Now I’ve had them since fall 2006 without reading them, and want to read them now.

I’m afraid that I might get really bent out of shape by stuff in there. Who knows what she wrote? I went thru some really, really heavy stuff. I finally feel like I want to put it behind me and finally read them. But I don’t have anyone in my life to talk to about this stuff or lean on if I do get really knocked around psychologically and emotionally.

The fear is about what she might have said, not with the underlying issues or with what I might have said or done back then—that’s cool with me. But due to the horrible termination situation—I was messed up for about 9 months, and it’s kept me from getting a new T—absolute lack of trust in them and the process (though I saw someone for 5 sessions last winter; we just didn’t click and she did psychoanalysis, not what I want/need—that was 3 years after termination with initial T). After having massive abandonment issues with parents, and 17 years with a T who says she’ll never abandon me, she did—in my eyes.

I don’t even know if the records are complete—as she withheld some the first time around.
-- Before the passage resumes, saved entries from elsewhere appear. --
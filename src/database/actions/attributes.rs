use std::{collections::HashMap, marker::PhantomData};

use sqlx::{postgres::PgRow, Connection, FromRow, PgConnection};

use crate::{
    error::{Error, QueryError},
    form::AttributeChanges,
    schema::{AttributeRef, Ingredient, LinkedAttribute, Tag, Uuid},
};

/// An owner-scoped name entity that recipes link to through a join table.
pub trait Attribute: for<'r> FromRow<'r, PgRow> + Send + Unpin {
    const TABLE: &'static str;
    const LINK_TABLE: &'static str;
    const LINK_COLUMN: &'static str;
    const LABEL: &'static str;

    fn id(&self) -> Uuid;
}

impl Attribute for Tag {
    const TABLE: &'static str = "tags";
    const LINK_TABLE: &'static str = "recipe_tags";
    const LINK_COLUMN: &'static str = "tag_id";
    const LABEL: &'static str = "tag";

    fn id(&self) -> Uuid {
        self.id
    }
}

impl Attribute for Ingredient {
    const TABLE: &'static str = "ingredients";
    const LINK_TABLE: &'static str = "recipe_ingredients";
    const LINK_COLUMN: &'static str = "ingredient_id";
    const LABEL: &'static str = "ingredient";

    fn id(&self) -> Uuid {
        self.id
    }
}

/// Repository over one attribute table, bound to a caller supplied connection
/// or transaction. Every statement is filtered on the owner.
pub struct AttributeRepository<'c, T: Attribute> {
    conn: &'c mut PgConnection,
    _attribute: PhantomData<T>,
}

pub type TagRepository<'c> = AttributeRepository<'c, Tag>;
pub type IngredientRepository<'c> = AttributeRepository<'c, Ingredient>;

impl<'c, T: Attribute> AttributeRepository<'c, T> {
    pub fn new(conn: &'c mut PgConnection) -> Self {
        Self {
            conn,
            _attribute: PhantomData,
        }
    }

    /// Owner's rows by name descending. With `assigned_only`, only rows linked to
    /// at least one of the owner's recipes, each listed once.
    pub async fn list(&mut self, owner: Uuid, assigned_only: bool) -> Result<Vec<T>, Error> {
        let query = if assigned_only {
            format!(
                "
                SELECT a.id, a.user_id, a.name
                FROM {table} a
                WHERE a.user_id = $1
                AND EXISTS (
                    SELECT 1
                    FROM {link} l
                    INNER JOIN recipes r ON r.id = l.recipe_id
                    WHERE l.{column} = a.id AND r.user_id = $1
                )
                ORDER BY a.name DESC, a.id DESC
                ",
                table = T::TABLE,
                link = T::LINK_TABLE,
                column = T::LINK_COLUMN,
            )
        } else {
            format!(
                "SELECT id, user_id, name FROM {} WHERE user_id = $1 ORDER BY name DESC, id DESC",
                T::TABLE
            )
        };

        let rows: Vec<T> = sqlx::query_as(&query)
            .bind(owner)
            .fetch_all(&mut *self.conn)
            .await
            .map_err(QueryError::from)?;

        log::trace!(
            "> Listed {} {} rows for user {owner} (assigned_only: {assigned_only})",
            rows.len(),
            T::LABEL
        );
        Ok(rows)
    }

    pub async fn get(&mut self, owner: Uuid, id: Uuid) -> Result<T, Error> {
        let row: Option<T> = sqlx::query_as(&format!(
            "SELECT id, user_id, name FROM {} WHERE id = $1 AND user_id = $2",
            T::TABLE
        ))
        .bind(id)
        .bind(owner)
        .fetch_optional(&mut *self.conn)
        .await
        .map_err(QueryError::from)?;

        row.ok_or_else(|| Error::not_found(T::LABEL))
    }

    pub async fn create(&mut self, owner: Uuid, name: &str) -> Result<T, Error> {
        insert(&mut *self.conn, owner, name).await
    }

    /// Reuses the owner's oldest row with exactly this name, inserting one if none exists.
    pub async fn get_or_create(&mut self, owner: Uuid, name: &str) -> Result<T, Error> {
        let mut tr = self
            .conn
            .begin()
            .await
            .map_err(|_| QueryError::new("Could not start transaction".to_owned()))?;

        let row = get_or_create(&mut tr, owner, name).await?;

        tr.commit()
            .await
            .map_err(|_| QueryError::new("Could not commit transaction".to_owned()))?;
        Ok(row)
    }

    pub async fn update(
        &mut self,
        owner: Uuid,
        id: Uuid,
        changes: AttributeChanges,
    ) -> Result<T, Error> {
        let Some(name) = changes.name else {
            return self.get(owner, id).await;
        };

        let row: Option<T> = sqlx::query_as(&format!(
            "UPDATE {} SET name = $1 WHERE id = $2 AND user_id = $3 RETURNING id, user_id, name",
            T::TABLE
        ))
        .bind(&name)
        .bind(id)
        .bind(owner)
        .fetch_optional(&mut *self.conn)
        .await
        .map_err(QueryError::from)?;

        let row = row.ok_or_else(|| Error::not_found(T::LABEL))?;
        log::debug!("Renamed {} {id} of user {owner} to {name:?}", T::LABEL);
        Ok(row)
    }

    /// Recipe links go with the row through `ON DELETE CASCADE`.
    pub async fn delete(&mut self, owner: Uuid, id: Uuid) -> Result<(), Error> {
        let result = sqlx::query(&format!(
            "DELETE FROM {} WHERE id = $1 AND user_id = $2",
            T::TABLE
        ))
        .bind(id)
        .bind(owner)
        .execute(&mut *self.conn)
        .await
        .map_err(QueryError::from)?;

        if result.rows_affected() == 0 {
            return Err(Error::not_found(T::LABEL));
        }

        log::debug!("Deleted {} {id} of user {owner}", T::LABEL);
        Ok(())
    }
}

async fn insert<T: Attribute>(
    conn: &mut PgConnection,
    owner: Uuid,
    name: &str,
) -> Result<T, Error> {
    let row: T = sqlx::query_as(&format!(
        "INSERT INTO {} (user_id, name) VALUES ($1, $2) RETURNING id, user_id, name",
        T::TABLE
    ))
    .bind(owner)
    .bind(name)
    .fetch_one(&mut *conn)
    .await
    .map_err(QueryError::from)?;

    log::debug!("Created {} {} for user {owner}", T::LABEL, row.id());
    Ok(row)
}

/// Must run inside a transaction: the advisory lock on (table, owner) is held
/// until commit, so concurrent writers of one owner cannot both insert a name.
pub(crate) async fn get_or_create<T: Attribute>(
    conn: &mut PgConnection,
    owner: Uuid,
    name: &str,
) -> Result<T, Error> {
    sqlx::query("SELECT pg_advisory_xact_lock(hashtext($1), $2)")
        .bind(T::TABLE)
        .bind(owner)
        .execute(&mut *conn)
        .await
        .map_err(QueryError::from)?;

    let existing: Option<T> = sqlx::query_as(&format!(
        "SELECT id, user_id, name FROM {} WHERE user_id = $1 AND name = $2 ORDER BY id LIMIT 1",
        T::TABLE
    ))
    .bind(owner)
    .bind(name)
    .fetch_optional(&mut *conn)
    .await
    .map_err(QueryError::from)?;

    match existing {
        Some(row) => Ok(row),
        None => insert(&mut *conn, owner, name).await,
    }
}

/// Replaces the recipe's link set with the given names, resolving each with
/// get-or-create. Runs on the caller's transaction.
pub(crate) async fn replace_links<T: Attribute>(
    conn: &mut PgConnection,
    owner: Uuid,
    recipe_id: Uuid,
    names: &[String],
) -> Result<(), Error> {
    sqlx::query(&format!(
        "DELETE FROM {} WHERE recipe_id = $1 AND user_id = $2",
        T::LINK_TABLE
    ))
    .bind(recipe_id)
    .bind(owner)
    .execute(&mut *conn)
    .await
    .map_err(QueryError::from)?;

    for name in names {
        let attribute: T = get_or_create(&mut *conn, owner, name).await?;

        // The owner is part of both foreign keys, so a foreign row can never be linked.
        sqlx::query(&format!(
            "
            INSERT INTO {link} (recipe_id, {column}, user_id)
            SELECT $1, a.id, a.user_id FROM {table} a WHERE a.id = $2 AND a.user_id = $3
            ON CONFLICT DO NOTHING
            ",
            link = T::LINK_TABLE,
            column = T::LINK_COLUMN,
            table = T::TABLE,
        ))
        .bind(recipe_id)
        .bind(attribute.id())
        .bind(owner)
        .execute(&mut *conn)
        .await
        .map_err(QueryError::from)?;
    }

    Ok(())
}

/// Linked rows of the given recipes, grouped by recipe id and sorted by name.
pub(crate) async fn linked<T: Attribute>(
    conn: &mut PgConnection,
    owner: Uuid,
    recipe_ids: &[Uuid],
) -> Result<HashMap<Uuid, Vec<AttributeRef>>, Error> {
    let rows: Vec<LinkedAttribute> = sqlx::query_as(&format!(
        "
        SELECT l.recipe_id AS recipe_id, a.id AS id, a.name AS name
        FROM {link} l
        INNER JOIN {table} a ON a.id = l.{column}
        WHERE l.recipe_id = ANY($1) AND l.user_id = $2
        ORDER BY a.name, a.id
        ",
        link = T::LINK_TABLE,
        table = T::TABLE,
        column = T::LINK_COLUMN,
    ))
    .bind(recipe_ids.to_vec())
    .bind(owner)
    .fetch_all(&mut *conn)
    .await
    .map_err(QueryError::from)?;

    let mut hashmap: HashMap<Uuid, Vec<AttributeRef>> = HashMap::new();
    rows.into_iter().for_each(|row| {
        hashmap.entry(row.recipe_id).or_default().push(row.into());
    });

    Ok(hashmap)
}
Any advice from others on reading your records like this? Coping measures? I’m determined to do it—after 3.5 years of lead-up time since originally requesting them and almost 2 years of personally having them. I’m seriously thinking about getting back into therapy, but first I have to move on. Closure. From that earlier stuff. If I don’t, I’ll ruminate about what’s in there forever. That’s the way I am; know thyself, and that’s just how I am.

Been there/done that? Wisdom? Resources?